Hope this clears your confusion.

Regards

Satish Bihari

former_member191044
Active Contributor
0 Kudos

Dear Satish,

thank you for that very good explanation. Now it is clear to me. So i will try it with max 2 jobs but more series and check the runtimes. I will give feedback in this thread.

Regards,

Tobias

former_member191044
Active Contributor
0 Kudos


I have another question. I set up the params that there are max 5k processes archived with one run.

What happens if i shedule a daily job that selects all completed processes older than 90 days which are way more than 5k ofcourse.
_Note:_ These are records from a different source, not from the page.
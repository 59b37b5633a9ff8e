//! Session middleware and identity extractors.
//!
//! [`IdentityMiddleware`] resolves the session token of every request (a Bearer
//! header, else the `session` cookie) once, and stores the user in the request
//! extensions. Handlers read it back with [`Identity`] or [`OptionalIdentity`].

use std::future::{Future, Ready, ready};
use std::pin::Pin;
use std::rc::Rc;

use actix_web::cookie::{Cookie, SameSite, time::Duration as CookieDuration};
use actix_web::{
    Error, FromRequest, HttpMessage, HttpRequest,
    dev::{Payload, Service, ServiceRequest, ServiceResponse, Transform, forward_ready},
    http::header,
    web,
};

use inkwell_core::domain::User;
use inkwell_core::policy::Principal;

use super::error::{AppError, LOGIN_REQUIRED};
use crate::state::AppState;

/// Name of the session cookie.
pub const SESSION_COOKIE: &str = "session";

/// Session token carried by a request, if any.
pub fn session_token(req: &HttpRequest) -> Option<String> {
    let bearer = req
        .headers()
        .get(header::AUTHORIZATION)
        .and_then(|value| value.to_str().ok())
        .and_then(|value| value.strip_prefix("Bearer "))
        .map(|token| token.trim().to_string());

    bearer
        .or_else(|| req.cookie(SESSION_COOKIE).map(|c| c.value().to_string()))
        .filter(|token| !token.is_empty())
}

/// The `session` cookie for a freshly issued token.
pub fn session_cookie(token: &str, max_age: Option<std::time::Duration>) -> Cookie<'static> {
    let mut cookie = Cookie::build(SESSION_COOKIE, token.to_string())
        .path("/")
        .http_only(true)
        .same_site(SameSite::Lax)
        .finish();
    if let Some(max_age) = max_age {
        let seconds = i64::try_from(max_age.as_secs()).unwrap_or(i64::MAX);
        cookie.set_max_age(CookieDuration::seconds(seconds));
    }
    cookie
}

/// A cookie that clears the session cookie on the client.
pub fn expired_session_cookie() -> Cookie<'static> {
    let mut cookie = Cookie::build(SESSION_COOKIE, "").path("/").finish();
    cookie.make_removal();
    cookie
}

/// Resolves the session of each request into an [`Identity`].
pub struct IdentityMiddleware;

impl<S, B> Transform<S, ServiceRequest> for IdentityMiddleware
where
    S: Service<ServiceRequest, Response = ServiceResponse<B>, Error = Error> + 'static,
    S::Future: 'static,
    B: 'static,
{
    type Response = ServiceResponse<B>;
    type Error = Error;
    type Transform = IdentityService<S>;
    type InitError = ();
    type Future = Ready<Result<Self::Transform, Self::InitError>>;

    fn new_transform(&self, service: S) -> Self::Future {
        ready(Ok(IdentityService {
            service: Rc::new(service),
        }))
    }
}

pub struct IdentityService<S> {
    service: Rc<S>,
}

impl<S, B> Service<ServiceRequest> for IdentityService<S>
where
    S: Service<ServiceRequest, Response = ServiceResponse<B>, Error = Error> + 'static,
    S::Future: 'static,
    B: 'static,
{
    type Response = ServiceResponse<B>;
    type Error = Error;
    type Future = Pin<Box<dyn Future<Output = Result<Self::Response, Self::Error>>>>;

    forward_ready!(service);

    fn call(&self, req: ServiceRequest) -> Self::Future {
        let service = Rc::clone(&self.service);

        Box::pin(async move {
            let token = session_token(req.request());
            let state = req.app_data::<web::Data<AppState>>().cloned();

            if let (Some(token), Some(state)) = (token, state) {
                match state.sessions.resolve(&token).await {
                    Ok(Some(user)) => {
                        tracing::debug!(user_id = user.id, "Request authenticated");
                        req.extensions_mut().insert(Identity(user));
                    }
                    Ok(None) => {}
                    Err(e) => tracing::warn!(error = %e, "Failed to resolve session"),
                }
            }

            service.call(req).await
        })
    }
}

/// Logged-in user; rejects the request with 401 when there is none.
#[derive(Debug, Clone)]
pub struct Identity(pub User);

impl Identity {
    pub fn principal(&self) -> Principal {
        Principal::from_user(&self.0)
    }
}

impl FromRequest for Identity {
    type Error = AppError;
    type Future = Ready<Result<Self, Self::Error>>;

    fn from_request(req: &HttpRequest, _payload: &mut Payload) -> Self::Future {
        ready(
            req.extensions()
                .get::<Identity>()
                .cloned()
                .ok_or_else(|| AppError::Unauthorized(LOGIN_REQUIRED.to_string())),
        )
    }
}

/// Optional identity extractor - doesn't fail if not authenticated.
#[derive(Debug, Clone)]
pub struct OptionalIdentity(pub Option<User>);

impl FromRequest for OptionalIdentity {
    type Error = Error;
    type Future = Ready<Result<Self, Self::Error>>;

    fn from_request(req: &HttpRequest, _payload: &mut Payload) -> Self::Future {
        let user = req.extensions().get::<Identity>().map(|id| id.0.clone());
        ready(Ok(OptionalIdentity(user)))
    }
}
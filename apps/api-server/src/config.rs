//! Application configuration loaded from environment variables.

use std::env;
use std::time::Duration;

use inkwell_core::services::SessionConfig;
use inkwell_infra::database::DatabaseConfig;
use inkwell_infra::{JwtConfig, MediaConfig};

/// Application configuration.
#[derive(Debug, Clone)]
pub struct AppConfig {
    pub host: String,
    pub port: u16,
    /// `None` runs the site on the in-memory store.
    pub database: Option<DatabaseConfig>,
    pub jwt: JwtConfig,
    pub session: SessionConfig,
    pub media: MediaConfig,
}

impl Default for AppConfig {
    fn default() -> Self {
        Self {
            host: "127.0.0.1".to_string(),
            port: 8080,
            database: None,
            jwt: JwtConfig::default(),
            session: SessionConfig::default(),
            media: MediaConfig::default(),
        }
    }
}

/// Longest accepted session lifetimes; larger settings are clamped.
const MAX_SESSION_HOURS: u64 = 24 * 366;
const MAX_REMEMBER_DAYS: u64 = 3650;

fn env_parse<T: std::str::FromStr>(key: &str) -> Option<T> {
    env::var(key).ok().and_then(|s| s.parse().ok())
}

impl AppConfig {
    /// Load configuration from environment variables.
    pub fn from_env() -> Self {
        let database = env::var("DATABASE_URL").ok().map(|url| DatabaseConfig {
            url,
            max_connections: env_parse("DB_MAX_CONNECTIONS").unwrap_or(100),
            min_connections: env_parse("DB_MIN_CONNECTIONS").unwrap_or(10),
        });

        let jwt = JwtConfig::from_env();
        let remember_days = env_parse("REMEMBER_DAYS").unwrap_or(30);
        let session = session_config(jwt.expiration_hours, remember_days);

        Self {
            host: env::var("HOST").unwrap_or_else(|_| "127.0.0.1".to_string()),
            port: env_parse("PORT").unwrap_or(8080),
            database,
            jwt,
            session,
            media: MediaConfig::from_env(),
        }
    }
}

fn session_config(session_hours: i64, remember_days: u64) -> SessionConfig {
    let session_hours = u64::try_from(session_hours)
        .unwrap_or(24)
        .clamp(1, MAX_SESSION_HOURS);
    let remember_days = remember_days.clamp(1, MAX_REMEMBER_DAYS);

    SessionConfig {
        ttl: Duration::from_secs(session_hours * 3600),
        remember_ttl: Duration::from_secs(remember_days * 24 * 3600),
    }
}

#[cfg(test)]
mod tests {
    use super::*;

    #[test]
    fn test_session_config_converts_units() {
        let session = session_config(2, 7);
        assert_eq!(session.ttl, Duration::from_secs(2 * 3600));
        assert_eq!(session.remember_ttl, Duration::from_secs(7 * 24 * 3600));
    }

    #[test]
    fn test_session_config_clamps_out_of_range_values() {
        let huge = session_config(i64::MAX, u64::MAX);
        assert_eq!(huge.ttl, Duration::from_secs(MAX_SESSION_HOURS * 3600));
        assert_eq!(
            huge.remember_ttl,
            Duration::from_secs(MAX_REMEMBER_DAYS * 24 * 3600)
        );

        let negative = session_config(-5, 0);
        assert_eq!(negative.ttl, Duration::from_secs(24 * 3600));
        assert_eq!(negative.remember_ttl, Duration::from_secs(24 * 3600));
    }
}
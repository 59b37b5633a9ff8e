//! In-process expiring map. Holds the session registry of a single server process.

use std::collections::HashMap;
use std::time::{Duration, Instant};

use async_trait::async_trait;
use tokio::sync::RwLock;

use inkwell_core::ports::{Cache, CacheError};

struct Entry {
    value: String,
    expires_at: Option<Instant>,
}

impl Entry {
    fn is_live(&self, now: Instant) -> bool {
        self.expires_at.is_none_or(|exp| now < exp)
    }
}

/// Expiring key-value map behind an async `RwLock`.
///
/// Expired entries are dropped lazily on read and in bulk by [`InMemoryCache::purge_expired`].
/// Contents are lost on restart, which logs everybody out.
#[derive(Default)]
pub struct InMemoryCache {
    store: RwLock<HashMap<String, Entry>>,
}

impl InMemoryCache {
    pub fn new() -> Self {
        Self::default()
    }

    /// Drop every expired entry; returns how many were removed.
    pub async fn purge_expired(&self) -> usize {
        let now = Instant::now();
        let mut store = self.store.write().await;
        let before = store.len();
        store.retain(|_, entry| entry.is_live(now));
        before - store.len()
    }

    /// Remove `key` if it is still expired at `now`; a value set since the read survives.
    async fn evict_if_expired(&self, key: &str, now: Instant) {
        let mut store = self.store.write().await;
        if store.get(key).is_some_and(|entry| !entry.is_live(now)) {
            store.remove(key);
        }
    }
}

#[async_trait]
impl Cache for InMemoryCache {
    async fn get(&self, key: &str) -> Option<String> {
        let now = Instant::now();
        {
            let store = self.store.read().await;
            match store.get(key) {
                Some(entry) if entry.is_live(now) => return Some(entry.value.clone()),
                Some(_) => {}
                None => return None,
            }
        }

        self.evict_if_expired(key, now).await;
        None
    }

    async fn set(&self, key: &str, value: &str, ttl: Option<Duration>) -> Result<(), CacheError> {
        let entry = Entry {
            value: value.to_string(),
            expires_at: ttl.map(|d| Instant::now() + d),
        };
        self.store.write().await.insert(key.to_string(), entry);
        Ok(())
    }

    async fn delete(&self, key: &str) -> Result<(), CacheError> {
        self.store.write().await.remove(key);
        Ok(())
    }
}

#[cfg(test)]
mod tests {
    use super::*;

    #[tokio::test]
    async fn test_set_and_get() {
        let cache = InMemoryCache::new();
        cache.set("session:a", "1", None).await.unwrap();
        assert_eq!(cache.get("session:a").await, Some("1".to_string()));
    }

    #[tokio::test]
    async fn test_delete_is_idempotent() {
        let cache = InMemoryCache::new();
        cache.set("session:a", "1", None).await.unwrap();
        cache.delete("session:a").await.unwrap();
        cache.delete("session:a").await.unwrap();
        assert_eq!(cache.get("session:a").await, None);
    }

    #[tokio::test]
    async fn test_entries_expire() {
        let cache = InMemoryCache::new();
        cache
            .set("session:short", "1", Some(Duration::from_millis(20)))
            .await
            .unwrap();
        cache.set("session:long", "2", None).await.unwrap();

        tokio::time::sleep(Duration::from_millis(50)).await;

        assert_eq!(cache.get("session:short").await, None);
        assert_eq!(cache.get("session:long").await, Some("2".to_string()));
    }

    #[tokio::test]
    async fn test_eviction_keeps_a_value_refreshed_after_the_read() {
        let cache = InMemoryCache::new();
        cache
            .set("session:a", "old", Some(Duration::from_millis(10)))
            .await
            .unwrap();
        tokio::time::sleep(Duration::from_millis(30)).await;

        let read_at = Instant::now();
        cache
            .set("session:a", "new", Some(Duration::from_secs(60)))
            .await
            .unwrap();
        cache.evict_if_expired("session:a", read_at).await;

        assert_eq!(cache.get("session:a").await, Some("new".to_string()));
    }

    #[tokio::test]
    async fn test_purge_expired() {
        let cache = InMemoryCache::new();
        cache
            .set("a", "1", Some(Duration::from_millis(10)))
            .await
            .unwrap();
        cache.set("b", "2", None).await.unwrap();

        tokio::time::sleep(Duration::from_millis(30)).await;

        assert_eq!(cache.purge_expired().await, 1);
        assert_eq!(cache.get("b").await, Some("2".to_string()));
    }
}
//! Key-value store with expiry. Backs the session registry.

use async_trait::async_trait;
use std::time::Duration;

/// Expiring key-value store.
#[async_trait]
pub trait Cache: Send + Sync {
    /// Get a live value.
    async fn get(&self, key: &str) -> Option<String>;

    /// Set a value, expiring after `ttl` when given.
    async fn set(&self, key: &str, value: &str, ttl: Option<Duration>) -> Result<(), CacheError>;

    /// Delete a key. Deleting a missing key succeeds.
    async fn delete(&self, key: &str) -> Result<(), CacheError>;
}

/// Cache operation errors.
#[derive(Debug, thiserror::Error)]
pub enum CacheError {
    #[error("Connection failed: {0}")]
    Connection(String),

    #[error("Operation failed: {0}")]
    Operation(String),
}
Would the system just select the first 5k completed processes that it could found and the next day the next bunch and so on?

Regards Tobias.

steffenmorawietz
Explorer
0 Kudos

Also, would the system select the processes in a specific order, i.e. would the oldest processes get archived first in this scenario?

ch_loos
Product and Topic Expert
Product and Topic Expert
0 Kudos
former_member191044
Active Contributor
0 Kudos

Hello Christian,

yes we are using parallel archiving. Currently we are able to run 4 jobs at the same time (with 1000 process instances each). If we try more jobs, we get an IO exception while writing to the filesystem. Also we are not really aware of how much the additional jobs may affect the performance of the production.

Regards,

Tobias

ch_loos
Product and Topic Expert
Product and Topic Expert
0 Kudos

Hi Tobias,

it is recommended that you run the archiving outside of regular business hours to not affect production performance.

If you face performance issues during archiving, it is best to have a DB admin monitor the database and check for bottlenecks (e.g. reorganize indices).

Regards,

Christian

former_member191643
Active Contributor
0 Kudos

SAP provides out-of-the-box functionality to archive BPM Processes which is comparatively faster (way faster) than other methods. Hardly takes a few minutes.

Refer the document : BPM Archiving Functionality from SAP

Hope it helps.

former_member191044
Active Contributor
0 Kudos

Hello Siddhant and thanks for your reply,

this document shows how to use "java archiving cockpit" which I am using. This tool is probably anything but fast.

former_member191643
Active Contributor
0 Kudos

Hey Tobias,

Sorry I did not go through your question properly. But I don't think there is any other way as of today.